Retrieval Quality (Accuracy)

  • Precision@K: The proportion of relevant candidates in the top K results.
    • Example: If you return 10 candidates and 3 are actually qualified, Precision@10 = 30%.
  • Recall@K (Correlation to User's "callback"): The proportion of total relevant candidates that were successfully captured in the top K.
    • Example: If there are 5 qualified candidates in the database and your search finds 4 of them in the top 10, Recall@10 = 80%.
  • MRR (Mean Reciprocal Rank): Evaluates how high the first relevant candidate is ranked.
    • Formula: $1 / Rank$. If the best candidate is at position #1, score is 1.0. If at #2, score is 0.5.
  • NDCG (Normalized Discounted Cumulative Gain): Measures the overall quality of the ranking order, giving more weight to highly relevant results at the very top.
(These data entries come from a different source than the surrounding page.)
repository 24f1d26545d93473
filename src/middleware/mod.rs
pub mod auth;

pub use auth::AuthUser;
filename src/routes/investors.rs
// ============================================================================
// ROUTES : /investors
// ============================================================================
//
// Un seul scope pour toutes les routes /investors. Les chemins littéraux
// (me, deposits, withdrawals) sont enregistrés avant les chemins /{id}.
//
//   investisseur : me/*, deposits (création, reçu, confirmation, litige),
//                  withdrawals
//   admin        : deposits/{id}/confirm-receipt|reject-receipt,
//                  {id}/allocate-product|allocate-equipment|remove-allocation,
//                  {id}/kyc, {id}/reconcile
//
// ============================================================================

use actix_web::{get, post, web, HttpResponse};
use sea_orm::DatabaseConnection;
use validator::Validate;

use crate::error::LedgerError;
use crate::middleware::AuthUser;
use crate::models::dto::{
    AllocateEquipmentRequest, AllocateProductRequest, ConfirmReceiptRequest, CreateDepositRequest,
    CreateWithdrawalRequest, DisputeRequest, KycRequest, RejectReceiptRequest, RemoveAllocationRequest,
    SubmitReceiptRequest,
};
use crate::policy::{Capability, Policy};
use crate::services::allocation_service::AllocationService;
use crate::services::deposit_service::DepositService;
use crate::services::investor_service::InvestorService;
use crate::services::ledger_service::LedgerService;
use crate::services::profit_service::ProfitService;
use crate::services::withdrawal_service::WithdrawalService;

// ---------------------------------------------------------------- me

/// GET /investors/me - Profil et soldes de l'investisseur connecté
#[get("/me")]
pub async fn my_profile(
    auth_user: AuthUser,
    db: web::Data<DatabaseConnection>,
) -> Result<HttpResponse, LedgerError> {
    let investor = Policy::investor_profile(db.get_ref(), &auth_user).await?;
    let profile = InvestorService::profile(db.get_ref(), investor.id).await?;

    Ok(HttpResponse::Ok().json(profile))
}

/// POST /investors/me/accept-agreement
#[post("/me/accept-agreement")]
pub async fn accept_agreement(
    auth_user: AuthUser,
    db: web::Data<DatabaseConnection>,
) -> Result<HttpResponse, LedgerError> {
    let investor = Policy::investor_profile(db.get_ref(), &auth_user).await?;
    let investor = InvestorService::accept_agreement(db.get_ref(), investor.id).await?;

    Ok(HttpResponse::Ok().json(investor))
}

/// GET /investors/me/transactions - Journal complet, le plus récent en premier
#[get("/me/transactions")]
pub async fn my_transactions(
    auth_user: AuthUser,
    db: web::Data<DatabaseConnection>,
) -> Result<HttpResponse, LedgerError> {
    let investor = Policy::investor_profile(db.get_ref(), &auth_user).await?;
    let transactions = LedgerService::history(db.get_ref(), investor.id).await?;

    Ok(HttpResponse::Ok().json(transactions))
}

#[get("/me/allocations")]
pub async fn my_allocations(
    auth_user: AuthUser,
    db: web::Data<DatabaseConnection>,
) -> Result<HttpResponse, LedgerError> {
    let investor = Policy::investor_profile(db.get_ref(), &auth_user).await?;
    let allocations = AllocationService::list_for_investor(db.get_ref(), investor.id).await?;

    Ok(HttpResponse::Ok().json(allocations))
}

#[get("/me/distributions")]
pub async fn my_distributions(
    auth_user: AuthUser,
    db: web::Data<DatabaseConnection>,
) -> Result<HttpResponse, LedgerError> {
    let investor = Policy::investor_profile(db.get_ref(), &auth_user).await?;
    let distributions = ProfitService::list_for_investor(db.get_ref(), investor.id).await?;

    Ok(HttpResponse::Ok().json(distributions))
}

// ---------------------------------------------------------------- deposits

#[get("/deposits")]
pub async fn list_deposits(
    auth_user: AuthUser,
    db: web::Data<DatabaseConnection>,
) -> Result<HttpResponse, LedgerError> {
    let investor = Policy::investor_profile(db.get_ref(), &auth_user).await?;
    let deposits = DepositService::list_for_investor(db.get_ref(), investor.id).await?;

    Ok(HttpResponse::Ok().json(deposits))
}

/// POST /investors/deposits - Déclarer un dépôt
#[post("/deposits")]
pub async fn create_deposit(
    auth_user: AuthUser,
    body: web::Json<CreateDepositRequest>,
    db: web::Data<DatabaseConnection>,
) -> Result<HttpResponse, LedgerError> {
    let investor = Policy::investor_profile(db.get_ref(), &auth_user).await?;
    let deposit = DepositService::create(db.get_ref(), investor.id, body.into_inner()).await?;

    Ok(HttpResponse::Created().json(deposit))
}

#[post("/deposits/{id}/receipt")]
pub async fn submit_receipt(
    auth_user: AuthUser,
    path: web::Path<i32>,
    body: web::Json<SubmitReceiptRequest>,
    db: web::Data<DatabaseConnection>,
) -> Result<HttpResponse, LedgerError> {
    body.validate()?;
    let investor = Policy::investor_profile(db.get_ref(), &auth_user).await?;

    let deposit = DepositService::submit_receipt(
        db.get_ref(),
        investor.id,
        path.into_inner(),
        body.into_inner(),
    )
        .await?;

    Ok(HttpResponse::Ok().json(deposit))
}

/// POST /investors/deposits/{id}/confirm - L'investisseur accepte le montant net
#[post("/deposits/{id}/confirm")]
pub async fn confirm_deposit(
    auth_user: AuthUser,
    path: web::Path<i32>,
    db: web::Data<DatabaseConnection>,
) -> Result<HttpResponse, LedgerError> {
    let investor = Policy::investor_profile(db.get_ref(), &auth_user).await?;
    let deposit = DepositService::confirm(db.get_ref(), investor.id, path.into_inner()).await?;

    Ok(HttpResponse::Ok().json(deposit))
}

#[post("/deposits/{id}/dispute")]
pub async fn dispute_deposit(
    auth_user: AuthUser,
    path: web::Path<i32>,
    body: web::Json<DisputeRequest>,
    db: web::Data<DatabaseConnection>,
) -> Result<HttpResponse, LedgerError> {
    body.validate()?;
    let investor = Policy::investor_profile(db.get_ref(), &auth_user).await?;

    let deposit = DepositService::dispute(
        db.get_ref(),
        investor.id,
        path.into_inner(),
        body.into_inner(),
    )
        .await?;

    Ok(HttpResponse::Ok().json(deposit))
}

/// POST /investors/deposits/{id}/confirm-receipt - L'admin valide le reçu (ADMIN)
#[post("/deposits/{id}/confirm-receipt")]
pub async fn confirm_receipt(
    auth_user: AuthUser,
    path: web::Path<i32>,
    body: web::Json<ConfirmReceiptRequest>,
    db: web::Data<DatabaseConnection>,
) -> Result<HttpResponse, LedgerError> {
    Policy::authorize(&auth_user, Capability::ReviewDeposits)?;
    body.validate()?;

    let deposit = DepositService::confirm_receipt(
        db.get_ref(),
        path.into_inner(),
        body.into_inner(),
        auth_user.user_id,
    )
        .await?;

    Ok(HttpResponse::Ok().json(deposit))
}

#[post("/deposits/{id}/reject-receipt")]
pub async fn reject_receipt(
    auth_user: AuthUser,
    path: web::Path<i32>,
    body: web::Json<RejectReceiptRequest>,
    db: web::Data<DatabaseConnection>,
) -> Result<HttpResponse, LedgerError> {
    Policy::authorize(&auth_user, Capability::ReviewDeposits)?;
    body.validate()?;

    let deposit = DepositService::reject_receipt(
        db.get_ref(),
        path.into_inner(),
        body.into_inner(),
        auth_user.user_id,
    )
        .await?;

    Ok(HttpResponse::Ok().json(deposit))
}

// ---------------------------------------------------------------- withdrawals

#[get("/withdrawals")]
pub async fn list_withdrawals(
    auth_user: AuthUser,
    db: web::Data<DatabaseConnection>,
) -> Result<HttpResponse, LedgerError> {
    let investor = Policy::investor_profile(db.get_ref(), &auth_user).await?;
    let requests = WithdrawalService::list_for_investor(db.get_ref(), investor.id).await?;

    Ok(HttpResponse::Ok().json(requests))
}

#[post("/withdrawals")]
pub async fn create_withdrawal(
    auth_user: AuthUser,
    body: web::Json<CreateWithdrawalRequest>,
    db: web::Data<DatabaseConnection>,
) -> Result<HttpResponse, LedgerError> {
    body.validate()?;
    let investor = Policy::investor_profile(db.get_ref(), &auth_user).await?;
    let request = WithdrawalService::create(db.get_ref(), &investor, body.into_inner()).await?;

    Ok(HttpResponse::Created().json(request))
}

// ---------------------------------------------------------------- admin

/// POST /investors/{id}/allocate-product (ADMIN)
#[post("/{id}/allocate-product")]
pub async fn allocate_product(
    auth_user: AuthUser,
    path: web::Path<i32>,
    body: web::Json<AllocateProductRequest>,
    db: web::Data<DatabaseConnection>,
) -> Result<HttpResponse, LedgerError> {
    Policy::authorize(&auth_user, Capability::ManageAllocations)?;
    body.validate()?;

    let allocation = AllocationService::allocate_to_product(
        db.get_ref(),
        path.into_inner(),
        body.into_inner(),
        Some(auth_user.user_id),
    )
        .await?;

    Ok(HttpResponse::Created().json(allocation))
}

/// POST /investors/{id}/allocate-equipment (ADMIN)
#[post("/{id}/allocate-equipment")]
pub async fn allocate_equipment(
    auth_user: AuthUser,
    path: web::Path<i32>,
    body: web::Json<AllocateEquipmentRequest>,
    db: web::Data<DatabaseConnection>,
) -> Result<HttpResponse, LedgerError> {
    Policy::authorize(&auth_user, Capability::ManageAllocations)?;

    let allocation = AllocationService::allocate_to_equipment(
        db.get_ref(),
        path.into_inner(),
        body.into_inner(),
        Some(auth_user.user_id),
    )
        .await?;

    Ok(HttpResponse::Created().json(allocation))
}

/// POST /investors/{id}/remove-allocation (ADMIN)
#[post("/{id}/remove-allocation")]
pub async fn remove_allocation(
    auth_user: AuthUser,
    path: web::Path<i32>,
    body: web::Json<RemoveAllocationRequest>,
    db: web::Data<DatabaseConnection>,
) -> Result<HttpResponse, LedgerError> {
    Policy::authorize(&auth_user, Capability::ManageAllocations)?;

    let removed = AllocationService::remove_product_allocation(
        db.get_ref(),
        path.into_inner(),
        body.allocation_id,
        Some(auth_user.user_id),
    )
        .await?;

    Ok(HttpResponse::Ok().json(removed))
}

#[post("/{id}/kyc")]
pub async fn set_kyc(
    auth_user: AuthUser,
    path: web::Path<i32>,
    body: web::Json<KycRequest>,
    db: web::Data<DatabaseConnection>,
) -> Result<HttpResponse, LedgerError> {
    Policy::authorize(&auth_user, Capability::ManageInvestors)?;
    let investor = InvestorService::set_kyc_status(db.get_ref(), path.into_inner(), body.status).await?;

    Ok(HttpResponse::Ok().json(investor))
}

/// GET /investors/{id}/reconcile - Soldes stockés vs somme du journal (ADMIN)
#[get("/{id}/reconcile")]
pub async fn reconcile(
    auth_user: AuthUser,
    path: web::Path<i32>,
    db: web::Data<DatabaseConnection>,
) -> Result<HttpResponse, LedgerError> {
    Policy::authorize(&auth_user, Capability::ManageInvestors)?;
    let reconciliation = LedgerService::reconcile(db.get_ref(), path.into_inner()).await?;

    Ok(HttpResponse::Ok().json(reconciliation))
}

pub fn investor_routes(cfg: &mut web::ServiceConfig) {
    cfg.service(
        web::scope("/investors")
            .service(my_profile)
            .service(accept_agreement)
            .service(my_transactions)
            .service(my_allocations)
            .service(my_distributions)
            .service(list_deposits)
            .service(create_deposit)
            .service(submit_receipt)
            .service(confirm_deposit)
            .service(dispute_deposit)
            .service(confirm_receipt)
            .service(reject_receipt)
            .service(list_withdrawals)
            .service(create_withdrawal)
            .service(allocate_product)
            .service(allocate_equipment)
            .service(remove_allocation)
            .service(set_kyc)
            .service(reconcile)
    );
}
2. BGE-M3 Specific Features

BGE-M3 is a "multi-function" model. You can measure efficiency across three modes:

  1. Dense Retrieval: Standard 1024d vectors. Fast and semantic.
  2. Sparse Retrieval (Lexical): Similar to BM25 but learned. More efficient for exact keyword matching.
  3. Multi-Vector (ColBERT style): Most accurate but highest storage and latency cost.

3. Optimization Techniques

Precision Tuning

  • FP16: Use model.half() if on GPU to double speed and halve memory with negligible accuracy loss.
  • Quantization: Int8 or GGUF formats can reduce memory usage by 4x.

Batching

Using optimal batch sizes (e.g., 16-32) significantly improves throughput compared to single-sentence processing.

4. Measuring Quality in IRIS

To measure quality, create a "Golden Dataset" of (Job Description, Relevant Profiles) and calculate Hit Rate:

  1. Fetch top 10 profiles for a job.
  2. Check if the "ideal" candidate is in that list.
  3. Average this over 50 test cases.